Available data:
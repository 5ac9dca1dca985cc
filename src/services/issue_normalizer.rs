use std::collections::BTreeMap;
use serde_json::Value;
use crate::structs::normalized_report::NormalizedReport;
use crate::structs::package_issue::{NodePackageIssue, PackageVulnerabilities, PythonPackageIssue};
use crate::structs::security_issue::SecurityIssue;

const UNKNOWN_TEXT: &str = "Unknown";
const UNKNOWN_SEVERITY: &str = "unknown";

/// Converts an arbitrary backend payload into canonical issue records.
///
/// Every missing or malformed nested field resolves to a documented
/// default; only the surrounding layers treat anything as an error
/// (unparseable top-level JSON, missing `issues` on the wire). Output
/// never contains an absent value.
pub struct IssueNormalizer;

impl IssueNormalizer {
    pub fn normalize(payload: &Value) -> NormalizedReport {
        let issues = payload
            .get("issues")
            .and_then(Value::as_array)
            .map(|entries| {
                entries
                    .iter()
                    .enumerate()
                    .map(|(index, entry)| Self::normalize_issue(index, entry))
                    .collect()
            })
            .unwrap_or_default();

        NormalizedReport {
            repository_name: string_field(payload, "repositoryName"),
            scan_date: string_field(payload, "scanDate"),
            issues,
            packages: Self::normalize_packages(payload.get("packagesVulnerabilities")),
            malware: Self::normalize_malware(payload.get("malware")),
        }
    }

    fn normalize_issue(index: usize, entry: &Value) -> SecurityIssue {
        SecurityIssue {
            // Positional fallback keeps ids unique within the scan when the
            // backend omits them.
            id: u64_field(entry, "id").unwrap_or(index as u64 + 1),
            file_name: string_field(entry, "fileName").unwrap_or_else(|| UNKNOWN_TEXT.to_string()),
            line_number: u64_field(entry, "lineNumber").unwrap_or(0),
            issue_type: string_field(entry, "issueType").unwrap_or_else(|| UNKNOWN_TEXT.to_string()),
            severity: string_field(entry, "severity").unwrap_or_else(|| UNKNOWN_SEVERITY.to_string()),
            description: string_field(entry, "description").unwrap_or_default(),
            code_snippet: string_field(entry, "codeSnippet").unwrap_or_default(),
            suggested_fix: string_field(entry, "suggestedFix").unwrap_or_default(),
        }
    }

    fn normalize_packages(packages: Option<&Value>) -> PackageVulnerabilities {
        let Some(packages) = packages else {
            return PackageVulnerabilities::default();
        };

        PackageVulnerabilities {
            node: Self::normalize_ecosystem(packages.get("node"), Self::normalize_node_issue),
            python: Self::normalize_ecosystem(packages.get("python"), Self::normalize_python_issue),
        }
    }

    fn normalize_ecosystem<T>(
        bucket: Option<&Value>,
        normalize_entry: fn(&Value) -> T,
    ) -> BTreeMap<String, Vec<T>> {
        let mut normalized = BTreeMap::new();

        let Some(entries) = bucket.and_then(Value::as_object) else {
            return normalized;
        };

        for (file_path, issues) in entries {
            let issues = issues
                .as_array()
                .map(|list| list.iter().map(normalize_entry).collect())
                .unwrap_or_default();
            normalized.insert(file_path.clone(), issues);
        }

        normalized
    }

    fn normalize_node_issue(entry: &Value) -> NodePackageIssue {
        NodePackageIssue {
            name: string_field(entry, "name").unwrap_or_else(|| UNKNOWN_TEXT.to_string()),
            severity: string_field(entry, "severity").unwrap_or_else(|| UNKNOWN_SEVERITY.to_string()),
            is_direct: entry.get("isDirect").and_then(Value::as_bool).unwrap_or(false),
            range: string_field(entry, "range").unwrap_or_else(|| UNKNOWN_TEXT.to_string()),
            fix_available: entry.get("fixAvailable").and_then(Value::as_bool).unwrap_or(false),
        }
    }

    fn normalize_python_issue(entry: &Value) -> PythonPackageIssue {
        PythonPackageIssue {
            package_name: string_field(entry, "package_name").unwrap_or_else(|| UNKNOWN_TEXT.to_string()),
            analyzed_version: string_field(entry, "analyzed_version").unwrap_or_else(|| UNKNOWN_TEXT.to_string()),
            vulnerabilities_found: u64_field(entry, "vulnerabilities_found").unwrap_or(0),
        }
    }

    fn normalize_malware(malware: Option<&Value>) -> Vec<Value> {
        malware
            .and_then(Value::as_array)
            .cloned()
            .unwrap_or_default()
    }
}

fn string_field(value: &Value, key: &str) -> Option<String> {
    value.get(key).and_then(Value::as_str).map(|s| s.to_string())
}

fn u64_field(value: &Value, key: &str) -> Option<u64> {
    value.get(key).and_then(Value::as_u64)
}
--
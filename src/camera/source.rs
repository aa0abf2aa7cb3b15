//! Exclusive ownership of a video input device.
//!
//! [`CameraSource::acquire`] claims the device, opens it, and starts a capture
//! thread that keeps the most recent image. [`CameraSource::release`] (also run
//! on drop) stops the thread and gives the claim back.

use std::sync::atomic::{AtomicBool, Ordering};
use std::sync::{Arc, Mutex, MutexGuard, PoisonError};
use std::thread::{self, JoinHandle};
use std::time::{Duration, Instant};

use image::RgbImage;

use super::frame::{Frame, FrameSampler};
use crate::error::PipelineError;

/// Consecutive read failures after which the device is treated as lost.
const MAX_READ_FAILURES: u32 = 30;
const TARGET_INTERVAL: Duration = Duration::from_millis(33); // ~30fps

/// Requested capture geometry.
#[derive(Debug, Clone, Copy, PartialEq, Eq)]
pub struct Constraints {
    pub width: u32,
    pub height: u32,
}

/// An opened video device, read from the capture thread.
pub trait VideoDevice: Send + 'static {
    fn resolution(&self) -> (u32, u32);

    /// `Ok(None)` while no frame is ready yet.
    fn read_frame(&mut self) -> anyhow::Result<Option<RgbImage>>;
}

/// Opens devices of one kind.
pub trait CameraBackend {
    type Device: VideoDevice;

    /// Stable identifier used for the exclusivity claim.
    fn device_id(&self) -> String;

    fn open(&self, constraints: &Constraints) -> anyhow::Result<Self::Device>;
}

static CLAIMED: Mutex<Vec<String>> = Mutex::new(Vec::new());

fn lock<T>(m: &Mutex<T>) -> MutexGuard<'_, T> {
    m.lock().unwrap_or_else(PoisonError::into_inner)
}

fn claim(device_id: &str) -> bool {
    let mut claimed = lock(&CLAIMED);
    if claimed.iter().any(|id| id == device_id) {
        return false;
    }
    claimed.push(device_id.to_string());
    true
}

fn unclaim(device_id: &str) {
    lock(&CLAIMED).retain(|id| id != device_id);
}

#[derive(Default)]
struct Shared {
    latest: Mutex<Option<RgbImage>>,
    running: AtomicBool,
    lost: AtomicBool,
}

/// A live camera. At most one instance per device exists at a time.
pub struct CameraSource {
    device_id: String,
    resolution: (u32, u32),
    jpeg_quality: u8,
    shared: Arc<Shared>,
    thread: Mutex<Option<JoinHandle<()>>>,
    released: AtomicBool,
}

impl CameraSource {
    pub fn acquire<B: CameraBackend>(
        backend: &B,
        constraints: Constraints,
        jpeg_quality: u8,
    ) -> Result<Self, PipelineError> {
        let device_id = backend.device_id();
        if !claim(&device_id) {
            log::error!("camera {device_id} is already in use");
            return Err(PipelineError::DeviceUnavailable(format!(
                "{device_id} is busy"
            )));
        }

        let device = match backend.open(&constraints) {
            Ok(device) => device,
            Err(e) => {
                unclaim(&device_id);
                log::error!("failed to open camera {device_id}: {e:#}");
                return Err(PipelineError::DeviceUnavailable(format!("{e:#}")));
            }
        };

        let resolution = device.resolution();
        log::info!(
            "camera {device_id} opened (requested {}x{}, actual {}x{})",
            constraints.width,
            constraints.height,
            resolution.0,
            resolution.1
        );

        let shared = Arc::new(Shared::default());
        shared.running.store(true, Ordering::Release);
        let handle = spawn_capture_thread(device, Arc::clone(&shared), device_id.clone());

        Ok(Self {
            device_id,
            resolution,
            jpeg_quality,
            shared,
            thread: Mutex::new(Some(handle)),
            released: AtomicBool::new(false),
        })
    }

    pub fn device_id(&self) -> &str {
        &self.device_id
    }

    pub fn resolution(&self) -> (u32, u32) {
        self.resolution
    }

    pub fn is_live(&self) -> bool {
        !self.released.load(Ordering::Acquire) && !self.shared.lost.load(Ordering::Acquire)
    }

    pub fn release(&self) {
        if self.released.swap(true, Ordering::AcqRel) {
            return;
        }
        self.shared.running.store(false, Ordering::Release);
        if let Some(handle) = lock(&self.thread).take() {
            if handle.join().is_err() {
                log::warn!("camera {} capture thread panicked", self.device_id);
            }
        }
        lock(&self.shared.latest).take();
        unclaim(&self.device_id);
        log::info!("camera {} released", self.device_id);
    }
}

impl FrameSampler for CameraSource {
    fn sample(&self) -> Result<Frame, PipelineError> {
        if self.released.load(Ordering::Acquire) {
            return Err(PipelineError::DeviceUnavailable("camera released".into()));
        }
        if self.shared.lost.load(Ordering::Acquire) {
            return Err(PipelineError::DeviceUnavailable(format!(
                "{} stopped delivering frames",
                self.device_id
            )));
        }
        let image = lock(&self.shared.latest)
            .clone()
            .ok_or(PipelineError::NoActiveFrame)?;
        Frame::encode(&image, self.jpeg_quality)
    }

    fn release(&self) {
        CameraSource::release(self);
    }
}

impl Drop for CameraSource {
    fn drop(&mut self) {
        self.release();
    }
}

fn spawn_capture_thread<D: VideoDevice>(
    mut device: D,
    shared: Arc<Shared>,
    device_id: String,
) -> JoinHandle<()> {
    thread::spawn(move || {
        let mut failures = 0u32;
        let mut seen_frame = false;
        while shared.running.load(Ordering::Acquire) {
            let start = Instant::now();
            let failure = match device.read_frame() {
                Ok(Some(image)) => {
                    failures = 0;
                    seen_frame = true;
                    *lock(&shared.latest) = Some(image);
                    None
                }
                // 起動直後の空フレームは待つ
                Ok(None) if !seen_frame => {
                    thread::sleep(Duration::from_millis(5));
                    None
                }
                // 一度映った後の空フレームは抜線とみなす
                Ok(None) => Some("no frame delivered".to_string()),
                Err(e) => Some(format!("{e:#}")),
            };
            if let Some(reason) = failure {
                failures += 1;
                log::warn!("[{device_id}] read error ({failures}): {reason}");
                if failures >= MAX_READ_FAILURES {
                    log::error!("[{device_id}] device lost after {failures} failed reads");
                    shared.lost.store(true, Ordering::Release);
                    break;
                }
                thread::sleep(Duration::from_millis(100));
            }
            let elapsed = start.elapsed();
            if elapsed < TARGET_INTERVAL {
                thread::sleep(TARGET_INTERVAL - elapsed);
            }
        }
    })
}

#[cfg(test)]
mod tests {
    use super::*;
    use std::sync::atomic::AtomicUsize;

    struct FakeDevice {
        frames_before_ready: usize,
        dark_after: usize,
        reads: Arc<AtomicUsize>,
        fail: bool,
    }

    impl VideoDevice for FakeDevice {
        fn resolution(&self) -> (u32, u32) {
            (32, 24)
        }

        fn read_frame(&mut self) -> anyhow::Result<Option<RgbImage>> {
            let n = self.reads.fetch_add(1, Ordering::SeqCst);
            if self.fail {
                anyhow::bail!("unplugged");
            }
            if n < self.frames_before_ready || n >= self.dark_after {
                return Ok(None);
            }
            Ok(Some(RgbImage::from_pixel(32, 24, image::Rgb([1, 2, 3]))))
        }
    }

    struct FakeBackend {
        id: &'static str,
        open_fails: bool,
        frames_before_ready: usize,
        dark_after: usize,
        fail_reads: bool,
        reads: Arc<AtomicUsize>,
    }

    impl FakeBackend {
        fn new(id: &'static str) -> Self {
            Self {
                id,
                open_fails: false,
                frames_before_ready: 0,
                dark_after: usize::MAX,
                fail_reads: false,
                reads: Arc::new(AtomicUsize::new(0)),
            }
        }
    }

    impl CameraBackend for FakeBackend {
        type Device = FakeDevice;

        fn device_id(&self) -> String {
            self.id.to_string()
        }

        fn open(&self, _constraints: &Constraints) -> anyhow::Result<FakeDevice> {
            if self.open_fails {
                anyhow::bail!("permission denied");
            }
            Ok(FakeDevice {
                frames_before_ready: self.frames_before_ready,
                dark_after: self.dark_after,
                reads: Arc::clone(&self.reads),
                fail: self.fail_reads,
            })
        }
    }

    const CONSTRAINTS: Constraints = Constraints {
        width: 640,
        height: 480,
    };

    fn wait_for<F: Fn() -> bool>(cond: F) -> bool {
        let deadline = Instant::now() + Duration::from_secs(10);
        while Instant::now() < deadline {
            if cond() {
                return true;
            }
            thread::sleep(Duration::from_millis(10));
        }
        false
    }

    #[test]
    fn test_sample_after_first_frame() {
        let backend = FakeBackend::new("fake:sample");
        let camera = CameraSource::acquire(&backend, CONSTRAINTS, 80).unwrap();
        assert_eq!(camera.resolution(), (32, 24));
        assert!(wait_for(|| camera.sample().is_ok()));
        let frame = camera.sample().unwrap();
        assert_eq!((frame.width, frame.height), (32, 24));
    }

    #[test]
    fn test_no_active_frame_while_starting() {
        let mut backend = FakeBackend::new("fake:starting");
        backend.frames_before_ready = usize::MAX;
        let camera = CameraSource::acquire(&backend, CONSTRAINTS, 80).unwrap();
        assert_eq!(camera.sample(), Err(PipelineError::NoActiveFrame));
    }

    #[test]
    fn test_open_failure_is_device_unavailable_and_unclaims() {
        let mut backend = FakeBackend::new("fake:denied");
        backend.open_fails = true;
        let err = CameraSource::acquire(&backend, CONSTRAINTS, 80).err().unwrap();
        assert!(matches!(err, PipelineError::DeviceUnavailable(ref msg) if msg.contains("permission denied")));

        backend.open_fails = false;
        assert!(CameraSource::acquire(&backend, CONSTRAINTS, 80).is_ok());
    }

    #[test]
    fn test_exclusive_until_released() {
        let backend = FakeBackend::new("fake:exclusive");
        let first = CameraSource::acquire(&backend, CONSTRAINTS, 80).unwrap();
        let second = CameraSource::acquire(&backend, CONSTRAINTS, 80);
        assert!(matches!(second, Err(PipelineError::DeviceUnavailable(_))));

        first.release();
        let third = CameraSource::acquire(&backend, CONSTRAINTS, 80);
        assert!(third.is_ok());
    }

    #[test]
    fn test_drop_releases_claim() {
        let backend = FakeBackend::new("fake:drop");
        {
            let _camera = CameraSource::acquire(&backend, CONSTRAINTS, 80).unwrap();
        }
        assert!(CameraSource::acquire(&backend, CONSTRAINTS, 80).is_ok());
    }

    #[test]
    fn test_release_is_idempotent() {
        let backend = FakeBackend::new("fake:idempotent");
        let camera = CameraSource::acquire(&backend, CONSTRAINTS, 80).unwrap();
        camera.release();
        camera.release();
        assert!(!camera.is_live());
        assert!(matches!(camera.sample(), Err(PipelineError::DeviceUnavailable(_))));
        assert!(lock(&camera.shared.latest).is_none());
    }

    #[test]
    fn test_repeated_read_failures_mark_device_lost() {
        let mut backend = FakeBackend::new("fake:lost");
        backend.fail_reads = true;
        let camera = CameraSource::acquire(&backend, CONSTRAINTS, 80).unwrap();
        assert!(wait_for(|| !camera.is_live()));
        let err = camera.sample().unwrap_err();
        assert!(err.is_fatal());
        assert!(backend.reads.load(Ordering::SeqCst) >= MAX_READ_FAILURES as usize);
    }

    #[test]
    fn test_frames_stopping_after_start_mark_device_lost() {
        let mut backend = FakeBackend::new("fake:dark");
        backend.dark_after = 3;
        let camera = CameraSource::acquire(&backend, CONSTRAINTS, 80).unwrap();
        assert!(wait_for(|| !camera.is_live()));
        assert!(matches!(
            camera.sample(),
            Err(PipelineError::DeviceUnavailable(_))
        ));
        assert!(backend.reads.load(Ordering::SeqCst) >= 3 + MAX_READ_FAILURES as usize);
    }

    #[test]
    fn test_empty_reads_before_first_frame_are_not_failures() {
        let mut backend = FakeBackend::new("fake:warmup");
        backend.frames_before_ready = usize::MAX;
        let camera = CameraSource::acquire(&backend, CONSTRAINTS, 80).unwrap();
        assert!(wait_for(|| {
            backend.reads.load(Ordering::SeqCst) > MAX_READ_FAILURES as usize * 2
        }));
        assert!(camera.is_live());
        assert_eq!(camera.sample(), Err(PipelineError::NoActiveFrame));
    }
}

Task instructions: Wherever a line of the entries holds the string "SecurityIssue", copy that line.

Solution for this problem:
use crate::structs::security_issue::SecurityIssue;
    fn normalize_issue(index: usize, entry: &Value) -> SecurityIssue {
        SecurityIssue {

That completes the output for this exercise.